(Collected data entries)

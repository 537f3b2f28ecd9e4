// SPDX-License-Identifier: Apache-2.0 OR MIT
// Copyright (c) 2025-2026 naskel.com

//! Logging output backends (console and file).
//!
//! Implementations are thread-safe; the file backend serializes writers with a
//! mutex around the handle.

use parking_lot::Mutex;
use std::fs::OpenOptions;
use std::io::{self, Write};

/// Runtime log levels, ordered from least to most verbose.
#[derive(Debug, Clone, Copy, PartialEq, Eq, PartialOrd, Ord, Hash)]
pub enum LogLevel {
    /// Nothing is written.
    Silent = 0,
    /// Only messages that must always be emitted (errors).
    Mandatory = 1,
    /// Error conditions.
    Error = 2,
    /// Potentially harmful situations.
    Warn = 3,
    /// General operational information.
    Info = 4,
    /// Normal-volume runtime chatter (state changes, connections).
    Normal = 5,
    /// Development information.
    Debug = 6,
    /// Function-level tracing.
    Trace = 7,
    /// Per-tick and per-sample detail.
    Verbose = 8,
    /// Everything.
    Paranoid = 9,
}

impl LogLevel {
    /// Upper-case name as written to the log and accepted by `logger.log_level`.
    pub fn as_str(self) -> &'static str {
        match self {
            Self::Silent => "SILENT",
            Self::Mandatory => "MANDATORY",
            Self::Error => "ERROR",
            Self::Warn => "WARN",
            Self::Info => "INFO",
            Self::Normal => "NORMAL",
            Self::Debug => "DEBUG",
            Self::Trace => "TRACE",
            Self::Verbose => "VERBOSE",
            Self::Paranoid => "PARANOID",
        }
    }

    /// Parse a level name (case-insensitive).
    pub fn parse(name: &str) -> Option<Self> {
        let level = match name.trim().to_ascii_uppercase().as_str() {
            "SILENT" => Self::Silent,
            "MANDATORY" => Self::Mandatory,
            "ERROR" | "FATAL" => Self::Error,
            "WARN" | "WARNING" => Self::Warn,
            "INFO" => Self::Info,
            "NORMAL" => Self::Normal,
            "DEBUG" => Self::Debug,
            "TRACE" => Self::Trace,
            "VERBOSE" => Self::Verbose,
            "PARANOID" => Self::Paranoid,
            _ => return None,
        };
        Some(level)
    }

    /// Level assigned to a record emitted through the `log` facade.
    pub fn from_record(level: log::Level) -> Self {
        match level {
            log::Level::Error => Self::Error,
            log::Level::Warn => Self::Warn,
            log::Level::Info => Self::Info,
            log::Level::Debug => Self::Debug,
            log::Level::Trace => Self::Trace,
        }
    }

    /// Coarsest `log` facade filter that lets this level through.
    pub fn to_filter(self) -> log::LevelFilter {
        match self {
            Self::Silent => log::LevelFilter::Off,
            Self::Mandatory | Self::Error => log::LevelFilter::Error,
            Self::Warn => log::LevelFilter::Warn,
            Self::Info | Self::Normal => log::LevelFilter::Info,
            Self::Debug => log::LevelFilter::Debug,
            Self::Trace | Self::Verbose | Self::Paranoid => log::LevelFilter::Trace,
        }
    }
}

/// Output destination for formatted log lines.
pub trait Output: Send + Sync {
    /// Write one formatted line (without trailing newline).
    fn write(&self, level: LogLevel, line: &str) -> io::Result<()>;

    /// Flush any buffered output.
    fn flush(&self) -> io::Result<()>;
}

/// Console stream selector.
#[derive(Debug, Clone, Copy, PartialEq, Eq)]
pub enum ConsoleStream {
    /// Standard output.
    Stdout,
    /// Standard error.
    Stderr,
}

/// Console output implementation.
pub struct ConsoleOutput {
    stream: ConsoleStream,
}

impl ConsoleOutput {
    /// Create a console output on the given stream.
    pub fn new(stream: ConsoleStream) -> Self {
        Self { stream }
    }
}

impl Output for ConsoleOutput {
    fn write(&self, _level: LogLevel, line: &str) -> io::Result<()> {
        match self.stream {
            ConsoleStream::Stdout => writeln!(io::stdout().lock(), "{}", line),
            ConsoleStream::Stderr => writeln!(io::stderr().lock(), "{}", line),
        }
    }

    fn flush(&self) -> io::Result<()> {
        match self.stream {
            ConsoleStream::Stdout => io::stdout().flush(),
            ConsoleStream::Stderr => io::stderr().flush(),
        }
    }
}

/// File output implementation (append mode).
pub struct FileOutput {
    file: Mutex<std::fs::File>,
}

impl FileOutput {
    /// Open (or create) the log file at `path` for appending.
    pub fn new(path: &str) -> io::Result<Self> {
        let file = OpenOptions::new().create(true).append(true).open(path)?;
        Ok(Self {
            file: Mutex::new(file),
        })
    }
}

impl Output for FileOutput {
    fn write(&self, _level: LogLevel, line: &str) -> io::Result<()> {
        let mut file = self.file.lock();
        file.write_all(line.as_bytes())?;
        file.write_all(b"\n")
    }

    fn flush(&self) -> io::Result<()> {
        self.file.lock().flush()
    }
}

#[cfg(test)]
mod tests {
    use super::*;

    #[test]
    fn test_log_level_ordering() {
        assert!(LogLevel::Silent < LogLevel::Error);
        assert!(LogLevel::Info < LogLevel::Normal);
        assert!(LogLevel::Normal < LogLevel::Debug);
        assert!(LogLevel::Verbose < LogLevel::Paranoid);
    }

    #[test]
    fn test_log_level_parse() {
        assert_eq!(LogLevel::parse("debug"), Some(LogLevel::Debug));
        assert_eq!(LogLevel::parse("PARANOID"), Some(LogLevel::Paranoid));
        assert_eq!(LogLevel::parse("chatty"), None);
        assert_eq!(LogLevel::Normal.to_filter(), log::LevelFilter::Info);
    }

    #[test]
    fn test_file_output_appends() {
        let dir = tempfile::tempdir().expect("tempdir");
        let path = dir.path().join("rtc.log");
        let path = path.to_string_lossy().to_string();
        let out = FileOutput::new(&path).expect("open log");
        out.write(LogLevel::Info, "first").expect("write");
        out.write(LogLevel::Info, "second").expect("write");
        out.flush().expect("flush");
        let text = std::fs::read_to_string(&path).expect("read back");
        assert_eq!(text, "first\nsecond\n");
    }
}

What you are asked to do
Among the entries, count the lines that hold "through". Reply with the count only.

Answer section
2